"Planter du Blanc", le néocolonialisme français
Aux Sources
Saïd Bouamama
Au nom de quoi la France possède-t-elle toujours, en 2019, et en violant ostensiblement certaines résolutions de l’ONU, des territoires en Amérique latine, au large de Madagascar et en plein Océan pacifique ? Comment s’y prennent nos gouvernements pour endiguer, le plus discrètement possible, les velléités indépendantistes des populations ultra-marines ? Pourquoi huit pays africains utilisent-ils encore une monnaie portant le nom de l’ancien occupant, le franc CFA ? En quoi la philosophie des Lumières peut-elle s’avérer le corolaire, et non le remède, de discriminations raciales ? Dans « Planter du Blanc ». Chroniques du (néo)colonialisme français (Syllepse, 2019), un livre incroyablement documenté sur le plan historique et factuel, le sociologue Saïd Bouamama apporte des réponses édifiantes.
Ce livre a de nombreuses vertus.

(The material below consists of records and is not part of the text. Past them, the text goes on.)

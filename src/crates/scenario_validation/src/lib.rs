//! Temporal validation for closed-loop simulated robot soccer scenarios.
//!
//! A scenario pairs a set of invariants ("always") with alternative milestone
//! chains ("eventually") and a wall-clock timeout. Each snapshot from the
//! simulator is checked against the invariants first, then the milestones,
//! until the run passes, fails, times out, or is aborted.
//!
//! Typical usage:
//! ```no_run
//! use std::time::Duration;
//!
//! use scenario_validation::validations::{kicker_always_not_double_touch, BallKicked};
//! use scenario_validation::{
//!     ChannelSource, ScenarioConfig, ScenarioRun, Temporal, ValidationFactory,
//! };
//!
//! let config = ScenarioConfig::default()
//!     .with_always_sequence(vec![ValidationFactory::new(kicker_always_not_double_touch)])
//!     .with_eventually_sequence(vec![ValidationFactory::new(|| {
//!         Temporal::eventually(BallKicked::new())
//!     })])
//!     .with_timeout(Duration::from_secs(10));
//!
//! let (_tx, mut source) = ChannelSource::channel();
//! let report = ScenarioRun::new(&config).run(&mut source).expect("source should stay open");
//! println!("{:?}", report.outcome);
//! ```

mod config;
mod diagnostics;
mod error;
mod export;
pub mod geom;
mod runner;
mod sequence;
mod simulator;
mod source;
mod temporal;
mod validation;
pub mod validations;
pub mod world;

pub use config::{ScenarioConfig, SequenceSpec, SimulatorConfig};
pub use diagnostics::{DiagnosticEvent, DiagnosticsSink, MemorySink, TracingSink};
pub use error::{EvaluationError, ValidationError, ValidationResult};
pub use export::{GeometryFeed, GeometryFrame, ValidationGeometryEntry, SUBSCRIBER_BACKLOG};
pub use runner::{AbortHandle, ScenarioOutcome, ScenarioReport, ScenarioRun};
pub use sequence::{
    Advance, Sequence, SequenceSet, SequenceStep, SetEvaluation, SetKind, SetVerdict, UnitError,
};
pub use simulator::{LogLine, LogStream, SimulatorProcess};
pub use source::{
    ChannelControl, ChannelSource, ControlMessage, RefereeCommand, ReplaySource,
    SimulatorControl, SnapshotSource, Team,
};
pub use temporal::{Polarity, Quantifier, Temporal};
pub use validation::{Validation, ValidationFactory, ValidationGeometry, ValidationStatus};
pub use world::World;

D’abord, pour paraphraser Aimé Césaire, il montre que le colonialisme français n’est pas mort. Il excelle à se renouveler pour mieux se maintenir ; par exemple en substituant un racisme culturel à un racisme biologique, ou en accordant aux anciennes colonies une indépendance corsetée et une souveraineté mutilée. Par ailleurs, cet ouvrage ambitieux s’intéresse à la manière dont le néocolonialisme français se déploie dans trois espaces différents : les anciennes colonies africaines ; les départements et régions d’outre-mer ; le territoire métropolitain et ses quartiers populaires. Chaque espace a ses particularités mais il existe aussi des logiques transversales, qui font le propre de la domination coloniale. Saïd Bouamama met en évidence ces invariants : traitement d’exception, hiérarchies raciales, extraversion de l’économie au service des besoins de l’économie française, expropriation terrienne.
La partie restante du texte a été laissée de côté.